(Records from a dataset)
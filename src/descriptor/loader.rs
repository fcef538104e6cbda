// SPDX-License-Identifier: AGPL-3.0-or-later
//! Descriptor file loading
//!
//! Supports TOML and JSON. A directory is read as one set: every `.toml` and
//! `.json` file in it, in file-name order.

use std::path::{Path, PathBuf};

use tracing::debug;

use super::DescriptorSet;
use crate::error::{OutpostError, Result};

impl DescriptorSet {
    /// Load a set from a file or a directory of files
    pub fn load<P: AsRef<Path>>(path: P) -> Result<Self> {
        let path = path.as_ref();

        if path.is_dir() {
            let mut set = DescriptorSet::default();
            for file in list_descriptor_files(path)? {
                set.merge(Self::from_file(&file)?);
            }
            return Ok(set);
        }

        Self::from_file(path)
    }

    /// Parse a single descriptor file
    pub fn from_file<P: AsRef<Path>>(path: P) -> Result<Self> {
        let path = path.as_ref();

        if !path.exists() {
            return Err(OutpostError::DescriptorParse {
                path: path.display().to_string(),
                message: "file not found".to_string(),
            });
        }

        let contents = std::fs::read_to_string(path)?;
        let extension = path.extension().and_then(|e| e.to_str()).unwrap_or("");

        let set = match extension {
            "toml" => Self::from_toml(&contents, path),
            "json" => Self::from_json(&contents, path),
            _ => Err(OutpostError::DescriptorParse {
                path: path.display().to_string(),
                message: format!("Unsupported file extension: {}", extension),
            }),
        }?;

        debug!(
            path = %path.display(),
            providers = set.providers.len(),
            declarations = set.declarations.len(),
            "Loaded descriptor file"
        );
        Ok(set)
    }

    fn from_toml(contents: &str, path: &Path) -> Result<Self> {
        toml::from_str(contents).map_err(|e| OutpostError::DescriptorParse {
            path: path.display().to_string(),
            message: e.to_string(),
        })
    }

    fn from_json(contents: &str, path: &Path) -> Result<Self> {
        serde_json::from_str(contents).map_err(|e| OutpostError::DescriptorParse {
            path: path.display().to_string(),
            message: e.to_string(),
        })
    }
}

/// Descriptor files directly inside `dir`, sorted
pub fn list_descriptor_files<P: AsRef<Path>>(dir: P) -> Result<Vec<PathBuf>> {
    let mut files = Vec::new();

    for entry in std::fs::read_dir(dir.as_ref())? {
        let path = entry?.path();

        if path.is_file() {
            if let Some(ext) = path.extension() {
                if ext == "toml" || ext == "json" {
                    files.push(path);
                }
            }
        }
    }

    files.sort();
    Ok(files)
}
// SPDX-License-Identifier: AGPL-3.0-or-later
//! Append-only record of client certificate actions

use std::fmt;
use std::fs::OpenOptions;
use std::io::Write;
use std::path::{Path, PathBuf};

use chrono::{DateTime, Local};
use tracing::debug;

use crate::error::Result;

/// Timestamp layout of a log line, e.g. `2024 Mar 05 14:07`
pub const TIMESTAMP_FORMAT: &str = "%Y %b %d %H:%M";

/// What happened to a client
#[derive(Debug, Clone, Copy, PartialEq, Eq)]
pub enum ClientAction {
    Created,
    Revoked,
}

impl fmt::Display for ClientAction {
    fn fmt(&self, f: &mut fmt::Formatter<'_>) -> fmt::Result {
        match self {
            ClientAction::Created => write!(f, "created"),
            ClientAction::Revoked => write!(f, "revoked"),
        }
    }
}

/// One line of the client log
#[derive(Debug, Clone)]
pub struct LogEntry {
    pub timestamp: DateTime<Local>,
    pub action: ClientAction,
    pub client: String,
}

impl LogEntry {
    /// Entry stamped with the current local time
    pub fn now(action: ClientAction, client: impl Into<String>) -> Self {
        Self {
            timestamp: Local::now(),
            action,
            client: client.into(),
        }
    }
}

impl fmt::Display for LogEntry {
    fn fmt(&self, f: &mut fmt::Formatter<'_>) -> fmt::Result {
        write!(
            f,
            "{}: {} {}",
            self.timestamp.format(TIMESTAMP_FORMAT),
            self.action,
            self.client
        )
    }
}

/// The client log file; only ever appended to
#[derive(Debug, Clone)]
pub struct ClientLog {
    path: PathBuf,
}

impl ClientLog {
    pub fn new<P: AsRef<Path>>(path: P) -> Self {
        Self {
            path: path.as_ref().to_path_buf(),
        }
    }

    /// Append one entry as a single line
    pub fn append(&self, entry: &LogEntry) -> Result<()> {
        let mut file = OpenOptions::new()
            .create(true)
            .append(true)
            .open(&self.path)?;
        writeln!(file, "{}", entry)?;

        debug!(path = %self.path.display(), entry = %entry, "Appended client log entry");
        Ok(())
    }
}
use engine::{GameEngine, Outcome, Player};

use super::game_state::{GameState, ACTION_COUNT, CELL_COUNT, PASS_ACTION};
use super::symmetry::{dihedral_permutations, permute};

#[derive(Default)]
pub struct Engine {}

impl Engine {
    pub fn new() -> Self {
        Self {}
    }
}

impl GameEngine for Engine {
    type State = GameState;
    type Key = u32;

    fn action_count(&self) -> usize {
        ACTION_COUNT
    }

    fn initial_state(&self) -> Self::State {
        GameState::initial()
    }

    fn canonicalize(&self, game_state: &Self::State, player: Player) -> Self::State {
        game_state.scaled(player.sign())
    }

    fn take_action(
        &self,
        game_state: &Self::State,
        action: usize,
        player: Player,
    ) -> (Self::State, Player) {
        if action == PASS_ACTION {
            return (*game_state, player.opponent());
        }

        (game_state.place(action, player), player.opponent())
    }

    fn legal_actions(&self, game_state: &Self::State) -> Vec<bool> {
        let mut legal: Vec<bool> = game_state.board.iter().map(|c| *c == 0).collect();
        legal.push(game_state.is_full());
        legal
    }

    fn outcome(&self, game_state: &Self::State, player: Player) -> Outcome {
        let sign = player.sign();

        if game_state.has_line(sign) {
            Outcome::Win
        } else if game_state.has_line(-sign) {
            Outcome::Loss
        } else if game_state.is_full() {
            Outcome::Draw
        } else {
            Outcome::Ongoing
        }
    }

    fn state_key(&self, game_state: &Self::State) -> Self::Key {
        game_state.key()
    }

    fn symmetries(&self, game_state: &Self::State, policy: &[f32]) -> Vec<(Self::State, Vec<f32>)> {
        dihedral_permutations()
            .iter()
            .map(|perm| {
                let cells = permute(&game_state.board, perm);
                let mut board = [0; CELL_COUNT];
                board.copy_from_slice(&cells);

                let mut symmetric_policy = permute(&policy[..CELL_COUNT], perm);
                symmetric_policy.push(policy[PASS_ACTION]);

                (GameState::from_board(board), symmetric_policy)
            })
            .collect()
    }
}
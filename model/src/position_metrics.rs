use serde::{Deserialize, Serialize};

/// A single training example produced by self-play.
#[derive(Clone, Debug, PartialEq, Serialize, Deserialize)]
pub struct PositionMetrics<S> {
    /// Canonical state the policy was computed for.
    pub game_state: S,
    /// Search policy over every action index.
    pub policy: Vec<f32>,
    /// Final game result from the perspective of the player to move in `game_state`.
    pub score: f32,
}

impl<S> PositionMetrics<S> {
    pub fn new(game_state: S, policy: Vec<f32>, score: f32) -> Self {
        Self {
            game_state,
            policy,
            score,
        }
    }
}
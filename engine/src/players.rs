/// One of the two players of a zero-sum game.
///
/// A canonical state is always viewed from `Player::One`.
#[derive(Clone, Copy, Debug, PartialEq, Eq, Hash)]
pub enum Player {
    One,
    Two,
}

impl Player {
    pub fn opponent(self) -> Self {
        match self {
            Player::One => Player::Two,
            Player::Two => Player::One,
        }
    }

    /// `+1` for player one, `-1` for player two.
    pub fn sign(self) -> i8 {
        match self {
            Player::One => 1,
            Player::Two => -1,
        }
    }
}
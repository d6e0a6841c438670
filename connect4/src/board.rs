pub const ROWS: usize = 6;
pub const COLS: usize = 7;
pub const CELL_COUNT: usize = ROWS * COLS;

/// Bits per column. The top bit of each column is padding and is never set.
pub const COLUMN_BITS: usize = ROWS + 1;

const COLUMN_MASK: u64 = 0b0111111;

pub const TOP_ROW_MASK: u64 = 0b0100000_0100000_0100000_0100000_0100000_0100000_0100000;

/// Lowest bit of `column`.
pub fn column_base(column: usize) -> u64 {
    1 << (COLUMN_BITS * column)
}

/// Reflects the board left to right.
pub fn mirror(board: u64) -> u64 {
    (0..COLS).fold(0, |mirrored, column| {
        let pieces = (board >> (COLUMN_BITS * column)) & COLUMN_MASK;
        mirrored | (pieces << (COLUMN_BITS * (COLS - 1 - column)))
    })
}

pub fn has_connected_4(board: u64) -> bool {
    // Diagonal, horizontal, diagonal, vertical.
    for shift in [COLUMN_BITS - 1, COLUMN_BITS, COLUMN_BITS + 1, 1] {
        let c2 = board & (board << shift);
        if c2 & (c2 << (2 * shift)) != 0 {
            return true;
        }
    }

    false
}

pub fn map_board_to_arr(mut board: u64) -> [bool; CELL_COUNT] {
    let mut result = [false; CELL_COUNT];
    while board != 0 {
        let board_without_first_bit = board & (board - 1);
        let removed_bit = board ^ board_without_first_bit;
        let removed_bit_idx = removed_bit.trailing_zeros() as usize;

        result[map_board_idx_to_vec_idx(removed_bit_idx)] = true;
        board = board_without_first_bit;
    }

    result
}

/// Converts from the bitboard index, which starts in the bottom left and traverses bottom to top with every
/// 7th bit being empty.
/// From:
/// 05  12  19  26  33  40  47
/// 04  11  18  25  32  39  46
/// 03  10  17  24  31  38  45
/// 02  09  16  23  30  37  44
/// 01  08  15  22  29  36  43
/// 00  07  14  21  28  35  42
///
/// To the vector form which starts in the top left and goes left to right with no skipped bits.
/// To:
/// 00  01  02  03  04  05  06
/// 07  08  09  10  11  12  13
/// 14  15  16  17  18  19  20
/// 21  22  23  24  25  26  27
/// 28  29  30  31  32  33  34
/// 35  36  37  38  39  40  41
fn map_board_idx_to_vec_idx(board_idx: usize) -> usize {
    let column_idx = board_idx / COLUMN_BITS;
    let row_idx = board_idx % COLUMN_BITS;
    ((ROWS - 1 - row_idx) * COLS) + column_idx
}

* **PROMPT**
Copy out each line of the data that has the word "Created" in it.

* **ANSWER BOX**
    Created,
            ClientAction::Created => write!(f, "created"),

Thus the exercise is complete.